A Power Outage Cut My Access To My Homelab During Vacation

TL;DR

What happened: A power outage during a week-long vacation rebooted the Debian server that fronts my Talos cluster. The encrypted root halted at the LUKS prompt and stayed there, effectively cutting off my remote access to my homelab’s private network.
Impact: Most services ran normally, but couldn’t be accessed by me.
Root cause: The Debian server is the single Tailscale path into the LAN-isolated cluster, its root is LUKS-encrypted with no auto-unlock, and there was no UPS to ride out the flicker.
Lesson: “Worst case I drive home and type a password” stops being a tolerable answer the moment I am not in driving distance.

Impact

Most services on the Talos cluster kept running normally for the whole Charleston trip. The cluster recovered from the outage on its own when power came back, and the workloads inside it kept doing their jobs. The problem was that the only external path in runs through the Debian server, which was sitting at a LUKS prompt with nobody home. None of those still-running services were reachable from a thousand miles away. No customer impact, just my own access. The cost was a vacation’s worth of hobby-project hours I had specifically planned to spend on the cluster.

Root cause

The Talos cluster lives on an isolated 192.168.2.0/24 wired LAN with no direct internet egress. The Debian server doubles as the NAT gateway out to WiFi and as the Tailscale subnet router advertising 192.168.2.0/24 onto the tailnet. That is the only external path to the cluster.

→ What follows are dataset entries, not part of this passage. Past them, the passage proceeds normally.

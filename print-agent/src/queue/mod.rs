//! Durable print job queue
//!
//! The queue is the arbiter of execution: at most one job per printer
//! runs at a time, distinct printers run in parallel, retries follow a
//! fixed backoff ladder and every mutation is persisted (debounced)
//! to an atomically-replaced JSON snapshot.

mod entry;
mod persist;
#[allow(clippy::module_inception)]
mod queue;

pub use entry::{
    JobProjection, JobStatus, QueueEntry, QueueMetrics, QueueStats, DEFAULT_MAX_RETRIES,
};
pub use persist::{PersistError, QueueFile, QueueStore};
pub use queue::{EnqueueOptions, JobExecutor, JobQueue, QueueConfig};
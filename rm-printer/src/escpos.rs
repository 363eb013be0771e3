//! ESC/POS command builder
//!
//! Provides a fluent API for building ESC/POS print data.
//!
//! Two dialects are supported. EPSON-compatible printers (the vast
//! majority: TM-series, Rongta, Xprinter, Bixolon...) use the GS V
//! cut family and ESC p for the cash drawer. STAR printers (TSP
//! series) run ESC/POS emulation for text and styling but keep their
//! own cut, drawer and code-page commands.

use crate::encoding::{encode_cp858, text_width};

/// Printer command dialect.
#[derive(Debug, Clone, Copy, PartialEq, Eq)]
pub enum Dialect {
    Epson,
    Star,
}

impl Dialect {
    /// Select the dialect from an OS-level device name.
    ///
    /// STAR hardware ships with "Star" or the TSP model family in the
    /// queue name; everything else speaks the EPSON command set.
    pub fn for_device_name(name: &str) -> Self {
        let lower = name.to_lowercase();
        if lower.contains("star") || lower.contains("tsp") {
            Dialect::Star
        } else {
            Dialect::Epson
        }
    }
}

/// ESC/POS command builder
///
/// Builds ESC/POS byte sequences for thermal printers. All text is
/// encoded as CP858 at append time.
pub struct EscPosBuilder {
    buf: Vec<u8>,
    width: usize,
    dialect: Dialect,
}

impl EscPosBuilder {
    /// Create a new builder with the specified paper width in characters
    ///
    /// Common widths:
    /// - 58mm paper: 32 characters
    /// - 80mm paper: 48 characters
    pub fn new(width: usize, dialect: Dialect) -> Self {
        let mut buf = Vec::with_capacity(4096);
        // Initialize printer (ESC @)
        buf.extend_from_slice(&[0x1B, 0x40]);
        match dialect {
            // ESC t 19 - select CP858
            Dialect::Epson => buf.extend_from_slice(&[0x1B, 0x74, 19]),
            // ESC GS t 4 - select CP858 (Star code page numbering)
            Dialect::Star => buf.extend_from_slice(&[0x1B, 0x1D, 0x74, 0x04]),
        }
        Self {
            buf,
            width,
            dialect,
        }
    }

    /// Get the configured paper width
    pub fn width(&self) -> usize {
        self.width
    }

    pub fn dialect(&self) -> Dialect {
        self.dialect
    }

    // === Text Output ===

    /// Write text (CP858 encoded)
    pub fn text(&mut self, s: &str) -> &mut Self {
        self.buf.extend_from_slice(&encode_cp858(s));
        self
    }

    /// Write text followed by newline
    pub fn line(&mut self, s: &str) -> &mut Self {
        self.text(s);
        self.buf.push(b'\n');
        self
    }

    /// Write empty line
    pub fn newline(&mut self) -> &mut Self {
        self.buf.push(b'\n');
        self
    }

    /// Print and feed n lines (ESC d n)
    pub fn feed(&mut self, lines: u8) -> &mut Self {
        self.buf.extend_from_slice(&[0x1B, 0x64, lines]);
        self
    }

    // === Alignment ===

    /// Align text to center
    pub fn center(&mut self) -> &mut Self {
        self.buf.extend_from_slice(&[0x1B, 0x61, 0x01]);
        self
    }

    /// Align text to left (default)
    pub fn left(&mut self) -> &mut Self {
        self.buf.extend_from_slice(&[0x1B, 0x61, 0x00]);
        self
    }

    /// Align text to right
    pub fn right(&mut self) -> &mut Self {
        self.buf.extend_from_slice(&[0x1B, 0x61, 0x02]);
        self
    }

    // === Text Style ===

    /// Enable bold text
    pub fn bold(&mut self) -> &mut Self {
        self.buf.extend_from_slice(&[0x1B, 0x45, 0x01]);
        self
    }

    /// Disable bold text
    pub fn bold_off(&mut self) -> &mut Self {
        self.buf.extend_from_slice(&[0x1B, 0x45, 0x00]);
        self
    }

    /// Double width and height
    pub fn double_size(&mut self) -> &mut Self {
        self.buf.extend_from_slice(&[0x1D, 0x21, 0x11]);
        self
    }

    /// Double height only
    pub fn double_height(&mut self) -> &mut Self {
        self.buf.extend_from_slice(&[0x1D, 0x21, 0x01]);
        self
    }

    /// Double width only
    pub fn double_width(&mut self) -> &mut Self {
        self.buf.extend_from_slice(&[0x1D, 0x21, 0x10]);
        self
    }

    /// Reset to normal size
    pub fn reset_size(&mut self) -> &mut Self {
        self.buf.extend_from_slice(&[0x1D, 0x21, 0x00]);
        self
    }

    /// Double height + bold, the receipt header style
    pub fn double_height_bold(&mut self) -> &mut Self {
        self.double_height().bold()
    }

    /// Reset size and weight
    pub fn reset_style(&mut self) -> &mut Self {
        self.reset_size().bold_off()
    }

    // === Separators ===

    /// Print a line of '=' characters
    pub fn sep_double(&mut self) -> &mut Self {
        self.line(&"=".repeat(self.width))
    }

    /// Print a line of '-' characters
    pub fn sep_single(&mut self) -> &mut Self {
        self.line(&"-".repeat(self.width))
    }

    // === Layout Helpers ===

    /// Print left and right text on the same line
    ///
    /// Left text is left-aligned, right text is right-aligned,
    /// with spaces filling the gap.
    pub fn line_lr(&mut self, left: &str, right: &str) -> &mut Self {
        let lw = text_width(left);
        let rw = text_width(right);

        if lw + rw >= self.width {
            // Too long, just print with space
            self.text(left);
            self.text(" ");
            self.line(right);
        } else {
            let spaces = self.width - lw - rw;
            self.text(left);
            self.text(&" ".repeat(spaces));
            self.line(right);
        }
        self
    }

    // === Paper Control ===

    /// Full cut
    pub fn cut(&mut self) -> &mut Self {
        match self.dialect {
            // GS V 0
            Dialect::Epson => self.buf.extend_from_slice(&[0x1D, 0x56, 0x00]),
            // ESC d 2
            Dialect::Star => self.buf.extend_from_slice(&[0x1B, 0x64, 0x02]),
        }
        self
    }

    /// Full cut with feed — feeds n lines then cuts.
    ///
    /// On EPSON this uses GS V 66 n, which lets the printer manage
    /// cutter-to-head distance and wastes less top margin on the next
    /// ticket than separate feed() + cut() calls. STAR has no combined
    /// form, so it feeds then cuts.
    pub fn cut_feed(&mut self, lines: u8) -> &mut Self {
        match self.dialect {
            Dialect::Epson => self.buf.extend_from_slice(&[0x1D, 0x56, 0x42, lines]),
            Dialect::Star => {
                self.feed(lines);
                self.buf.extend_from_slice(&[0x1B, 0x64, 0x02]);
            }
        }
        self
    }

    /// Partial cut (leave a small connection)
    pub fn cut_partial(&mut self) -> &mut Self {
        match self.dialect {
            // GS V 1
            Dialect::Epson => self.buf.extend_from_slice(&[0x1D, 0x56, 0x01]),
            // ESC d 3
            Dialect::Star => self.buf.extend_from_slice(&[0x1B, 0x64, 0x03]),
        }
        self
    }

    // === Cash Drawer ===

    /// Open cash drawer (connector pin 2 on EPSON, drawer 1 on STAR)
    pub fn open_drawer(&mut self) -> &mut Self {
        match self.dialect {
            // ESC p m t1 t2 - pulse on pin m
            Dialect::Epson => self.buf.extend_from_slice(&[0x1B, 0x70, 0x00, 25, 250]),
            // BEL fires drawer 1
            Dialect::Star => self.buf.push(0x07),
        }
        self
    }

    // === QR Code ===

    /// Print a QR code (EPSON GS ( k sequence; STAR accepts it in
    /// ESC/POS emulation)
    ///
    /// Size: 1-16 (module size in dots)
    pub fn qr_code(&mut self, data: &str, size: u8) -> &mut Self {
        let size = size.clamp(1, 16);

        // Function 165: Select model (Model 2)
        self.buf
            .extend_from_slice(&[0x1D, 0x28, 0x6B, 0x04, 0x00, 0x31, 0x41, 0x31, 0x00]);

        // Function 167: Set module size
        self.buf
            .extend_from_slice(&[0x1D, 0x28, 0x6B, 0x03, 0x00, 0x31, 0x43, size]);

        // Function 169: Set error correction (L)
        self.buf
            .extend_from_slice(&[0x1D, 0x28, 0x6B, 0x03, 0x00, 0x31, 0x45, 0x31]);

        // Function 180: Store data
        let data_bytes = data.as_bytes();
        let len = data_bytes.len() + 3;
        let p_l = (len & 0xFF) as u8;
        let p_h = ((len >> 8) & 0xFF) as u8;
        self.buf
            .extend_from_slice(&[0x1D, 0x28, 0x6B, p_l, p_h, 0x31, 0x50, 0x30]);
        self.buf.extend_from_slice(data_bytes);

        // Function 181: Print
        self.buf
            .extend_from_slice(&[0x1D, 0x28, 0x6B, 0x03, 0x00, 0x31, 0x51, 0x30]);

        self
    }

    // === Raw Commands ===

    /// Write raw bytes directly
    pub fn raw(&mut self, bytes: &[u8]) -> &mut Self {
        self.buf.extend_from_slice(bytes);
        self
    }

    // === Build ===

    /// Finalize and return the command stream
    pub fn build(self) -> Vec<u8> {
        self.buf
    }
}

#[cfg(test)]
mod tests {
    use super::*;

    #[test]
    fn test_dialect_detection() {
        assert_eq!(Dialect::for_device_name("EPSON TM-T88V"), Dialect::Epson);
        assert_eq!(Dialect::for_device_name("Star TSP143"), Dialect::Star);
        assert_eq!(Dialect::for_device_name("tsp650ii"), Dialect::Star);
        assert_eq!(Dialect::for_device_name("Generic POS-80"), Dialect::Epson);
    }

    #[test]
    fn test_builder_basic() {
        let mut b = EscPosBuilder::new(32, Dialect::Epson);
        b.center()
            .double_size()
            .line("Chez Martin")
            .reset_size()
            .left()
            .line("Merci de votre visite !");

        let data = b.build();
        // Init sequence present
        assert_eq!(&data[..2], &[0x1B, 0x40]);
        let s = String::from_utf8_lossy(&data);
        assert!(s.contains("Chez Martin"));
    }

    #[test]
    fn test_line_lr() {
        let mut b = EscPosBuilder::new(20, Dialect::Epson);
        b.line_lr("1x Café", "2.50");

        let data = b.build();
        let s = String::from_utf8_lossy(&data);
        assert!(s.contains("1x Caf"));
        assert!(s.contains("2.50"));
    }

    #[test]
    fn test_line_lr_width() {
        let mut b = EscPosBuilder::new(20, Dialect::Epson);
        b.line_lr("left", "right");
        let data = b.build();
        // Find the rendered line and check it spans exactly the width.
        let s = String::from_utf8_lossy(&data);
        let line = s.lines().find(|l| l.contains("left")).unwrap();
        assert_eq!(line.chars().count(), 20);
        assert!(line.ends_with("right"));
    }

    #[test]
    fn test_cut_dialects() {
        let mut epson = EscPosBuilder::new(48, Dialect::Epson);
        epson.cut();
        let data = epson.build();
        assert!(data.windows(3).any(|w| w == [0x1D, 0x56, 0x00]));

        let mut star = EscPosBuilder::new(48, Dialect::Star);
        star.cut();
        let data = star.build();
        assert!(data.windows(3).any(|w| w == [0x1B, 0x64, 0x02]));
        assert!(!data.windows(3).any(|w| w == [0x1D, 0x56, 0x00]));
    }

    #[test]
    fn test_separators() {
        let mut b = EscPosBuilder::new(10, Dialect::Epson);
        b.sep_double();

        let data = b.build();
        let s = String::from_utf8_lossy(&data);
        assert!(s.contains("=========="));
    }

    #[test]
    fn test_euro_in_totals() {
        let mut b = EscPosBuilder::new(48, Dialect::Epson);
        b.line_lr("TOTAL", "9,99 €");
        let data = b.build();
        assert!(data.contains(&0xD5));
    }
}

Tailscale used to run as a system extension on the Talos nodes themselves, but it was causing the ext-tailscale service to stall on every boot, so I removed it in a rolling image upgrade and pushed the Tailscale responsibility onto Debian. The Tailscale Kubernetes Operator still runs in-cluster for egress proxies, but its API server proxy mode is deliberately disabled to avoid a known lockout risk if that proxy fails. The cumulative effect is that every external path into the cluster funnels through one machine.

That machine has a LUKS-encrypted root (see the inaugural LUKS postmortem), so every reboot needs a human in the room. No UPS sat behind any of the four machines, so a brief flicker was enough to drop everything to the LUKS prompt.

Fixes

Immediate: Got home, typed the LUKS passphrase, confirmed the Debian server, Tailscale subnet router, and cluster were back up.
Structural: Ordered an APC Back-UPS 600 once I got home. It arrived a few days later and then sat in my office unopened. A second outage was what finally got me to plug it in. Five battery-and-surge outlets. All three Talos nodes and the Debian server are on battery+surge. The fifth outlet currently holds an external HDD array; when a fourth cluster node lands (likely a GPU box to move local LLM inference off the MacBook), the array drops to surge-only and the new node takes the battery slot.

Open questions

The UPS USB cable is plugged into the Debian server but graceful shutdown is not configured. Plan is apcupsd pending confirmation of what the Back-UPS 600 actually speaks. Goal: clean shutdown before the battery dies, not a crash.
Open whether to fan that shutdown signal out to the Talos nodes via talosctl shutdown.
Research remote LUKS-unlock options like dropbear-in-initramfs, which would let me SSH in over Tailscale and type the passphrase from anywhere instead of needing to be physically at the keyboard.

Lessons

I’m almost always at home, and power outages are pretty rare. I think I may have had to pull out a keyboard and monitor twice in the six months prior, and this issue kept getting pushed off for higher priority work, or quite frankly more interesting work. I even thought about this before I went on vacation, but decided to roll the dice. As soon as I was unable to access my homelab, I knew exactly what had happened and knew that I had brought this upon myself. The good news is this isn’t critical infrastructure to anyone but me, so no customer support tickets were logged.